Recently, Marywood administrators sent out an email about an update to campus policy on procedures involving child abuse and the knowledge of such issues. In late November, an email was sent to students with an update on Marywood’s policy regarding Title IX and sexual assault cases. Any new policies concerning on-campus crises and any procedures that should be followed would be best shared in a similar fashion. Sadly, tragic incidents are becoming very commonplace, so being prepared for them is important and transparency is an important part of preparedness.

  • Clear and ongoing communication processes should be evaluated

Ensuring that at least one Campus Safety officer or member of the crisis management response team on duty has the authority to send out an alert and is ready to do so would minimize confusion.

This communication should not be once and done, either. If a threat is ongoing, the community needs to be informed in an ongoing way. Without updates, no one will know if the threat is still present or if everyone is safe again.

  • Training for Marywood community should be enacted

It’s one thing if the administration or Campus Safety know how to respond in a crisis situation, but what about faculty, staff and students?

Marywood can implement mandatory training of some level for students to complete within their first year here, and for anyone employed by the university to complete upon hiring. There’s already an alcohol abuse training program for new students on the Student Portal, which is a source where crisis training for students could be implemented for both incoming freshmen and transfer students.

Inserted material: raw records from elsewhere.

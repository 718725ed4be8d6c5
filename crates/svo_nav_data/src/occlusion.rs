use crate::{CollisionChannel, CollisionQueryParams};

use svo_nav_core::prelude::*;

/// The world as seen by voxelization: answers whether an axis-aligned box is blocked.
///
/// Implementations must be deterministic for a fixed world, and safe to query from several threads at once if volumes are
/// generated in parallel.
pub trait OcclusionQuery {
    /// Returns `true` iff the cube centered on `center` with half edge length `half_extent` touches any blocking geometry on
    /// `channel`.
    fn is_box_occluded(
        &self,
        center: Point3f,
        half_extent: f32,
        channel: CollisionChannel,
        params: &CollisionQueryParams,
    ) -> bool;
}

/// Any `Fn(center, half_extent) -> bool` is a world that ignores channels and query parameters.
impl<F> OcclusionQuery for F
where
    F: Fn(Point3f, f32) -> bool,
{
    #[inline]
    fn is_box_occluded(
        &self,
        center: Point3f,
        half_extent: f32,
        _channel: CollisionChannel,
        _params: &CollisionQueryParams,
    ) -> bool {
        (self)(center, half_extent)
    }
}

/// A world made of static boxes that block a single channel.
///
/// A query box is occluded iff its interior overlaps the interior of some blocker, so a free cell that only touches an
/// obstacle stays free.
#[derive(Clone, Debug, Default)]
pub struct StaticBoxWorld {
    pub channel: CollisionChannel,
    pub blockers: Vec<Extent3f>,
}

impl StaticBoxWorld {
    pub fn new(blockers: Vec<Extent3f>) -> Self {
        Self {
            channel: CollisionChannel::WorldStatic,
            blockers,
        }
    }

    pub fn add_blocker(&mut self, blocker: Extent3f) {
        self.blockers.push(blocker);
    }
}

impl OcclusionQuery for StaticBoxWorld {
    fn is_box_occluded(
        &self,
        center: Point3f,
        half_extent: f32,
        channel: CollisionChannel,
        _params: &CollisionQueryParams,
    ) -> bool {
        if channel != self.channel {
            return false;
        }
        let query = Extent3f::from_center_and_half_extent(center, Point3f::fill(half_extent));

        self.blockers.iter().any(|b| b.overlaps(&query))
    }
}

// ████████╗███████╗███████╗████████╗
// ╚══██╔══╝██╔════╝██╔════╝╚══██╔══╝
//    ██║   █████╗  ███████╗   ██║
//    ██║   ██╔══╝  ╚════██║   ██║
//    ██║   ███████╗███████║   ██║
//    ╚═╝   ╚══════╝╚══════╝   ╚═╝

#[cfg(test)]
mod test {
    use super::*;

    #[test]
    fn static_boxes_block_overlapping_queries() {
        let world = StaticBoxWorld::new(vec![Extent3f::from_min_and_shape(
            Point3f::fill(100.0),
            Point3f::fill(100.0),
        )]);
        let params = CollisionQueryParams::default();
        let channel = CollisionChannel::WorldStatic;

        assert!(world.is_box_occluded(Point3f::fill(150.0), 50.0, channel, &params));
        assert!(world.is_box_occluded(Point3f::fill(60.0), 50.0, channel, &params));
        // Only touching the blocker's corner.
        assert!(!world.is_box_occluded(Point3f::fill(50.0), 50.0, channel, &params));
        assert!(!world.is_box_occluded(Point3f::fill(150.0), 50.0, CollisionChannel::Pawn, &params));
    }

    #[test]
    fn closures_are_worlds() {
        let below_ground = |center: Point3f, half_extent: f32| center.y() - half_extent < 0.0;
        let params = CollisionQueryParams::default();

        assert!(below_ground.is_box_occluded(
            PointN([0.0, 10.0, 0.0]),
            20.0,
            CollisionChannel::Camera,
            &params
        ));
        assert!(!below_ground.is_box_occluded(
            PointN([0.0, 30.0, 0.0]),
            20.0,
            CollisionChannel::Camera,
            &params
        ));
    }
}
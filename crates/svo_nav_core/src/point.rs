use core::ops::{Add, Mul, Sub};
use serde::{Deserialize, Serialize};

/// An N-dimensional point, which is usually just a primitive array of type `N`. The octree only needs 3 dimensions, so all
/// of the arithmetic lives in the `point3` module.
///
/// ```
/// use svo_nav_core::PointN;
///
/// let p1 = PointN([1, 2, 3]);
/// let p2 = PointN([3, 4, 5]);
///
/// assert_eq!(p1 + p2, PointN([4, 6, 8]));
/// assert_eq!(p1 - p2, PointN([-2, -2, -2]));
/// assert_eq!(p1 * 2, PointN([2, 4, 6]));
/// ```
///
/// Points are partially ordered: A <= B iff every component of A is <= the same component of B. So a point p is inside of
/// the closed box between `min` and `max` iff `min <= p && p <= max`.
///
/// ```
/// use svo_nav_core::PointN;
///
/// let min = PointN([0.0, 0.0, 0.0]);
/// let max = PointN([3.0, 3.0, 3.0]);
///
/// assert!(min <= PointN([0.0, 1.0, 3.0]));
/// assert!(!(PointN([0.0, 4.0, 3.0]) <= max));
/// ```
#[derive(Copy, Clone, Debug, Deserialize, Default, Eq, Hash, PartialEq, Serialize)]
pub struct PointN<N>(pub N);

/// The arithmetic every point supports, independent of its dimension.
pub trait Point:
    Add<Output = Self>
    + Copy
    + Mul<<Self as Point>::Scalar, Output = Self>
    + PartialOrd
    + SmallZero
    + Sub<Output = Self>
{
    type Scalar: Copy;

    /// The component on axis `component_index`, where X = 0, Y = 1, Z = 2.
    fn at(&self, component_index: usize) -> Self::Scalar;

    /// Applies `f` to every component.
    fn map_components(&self, f: impl Fn(Self::Scalar) -> Self::Scalar) -> Self;
}

// `num::Zero` can't be a constant because of bignums.
pub trait SmallZero: Copy {
    const ZERO: Self;
}

impl SmallZero for i32 {
    const ZERO: i32 = 0;
}

impl SmallZero for f32 {
    const ZERO: f32 = 0.0;
}

pub trait Distance: Point {
    /// The L1 (Manhattan) distance between points.
    fn l1_distance(&self, other: &Self) -> Self::Scalar;

    /// The square of the L2 (Euclidean) distance between points.
    fn l2_distance_squared(&self, other: &Self) -> Self::Scalar;
}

Individual threats could be different, so training all students to properly deal with each potential situation would be a difficult and impractical undertaking. But making sure students know basic procedures would reduce the chance of panic. These procedures could include how to seek the safest places to shelter within a building depending upon the type of threat and the importance of safe and calm evacuations.

One of the most important things students need to learn is to stay calm and to follow all directions from appropriate authority figures. It is also important to stress to students that they should refrain from spreading rumors or information they have heard on social media without hearing it straight from any authority figure. This goes back to clear and ongoing communication, as well. If students are being informed about what they need to do and what the threat is, they won’t be led to believe the threat is worse than it is or that it’s not being handled properly.

  • Reviewing Emergency Response Plans should be an annual priority

According to the Emergency Response Plan that is available for those with MarywoodYou Portal accounts, it was last updated in February of 2011. The Portal says the document was modified in 2012.

Reviewing the plan annually would ensure that everyone involved with the plan could be reminded of their responsibilities. Continuous review and updates to any existing plans will ensure that they are always up to date with the current state of the campus.

Construction and alterations to the physical layout of the campus as well as staffing changes could affect the way that an emergency response plan could be carried out.

For example, policies like the Deadly Weapons and Fireworks Policy mention a Senior Director of Safety, Security and Environmental Compliance. A search of Marywood University’s website shows that this position either doesn’t exist anymore or is vacant. The policy needs to be updated to account for vacancies and position changes like this one.

While Marywood experienced the best-case scenario of an armed suspect, the worst-case scenario has played out too many times in recent years across the country. Crises and threats can happen at any time, and Marywood should always be prepared to respond. There is a policy in place, but there is and always will be room for improvement.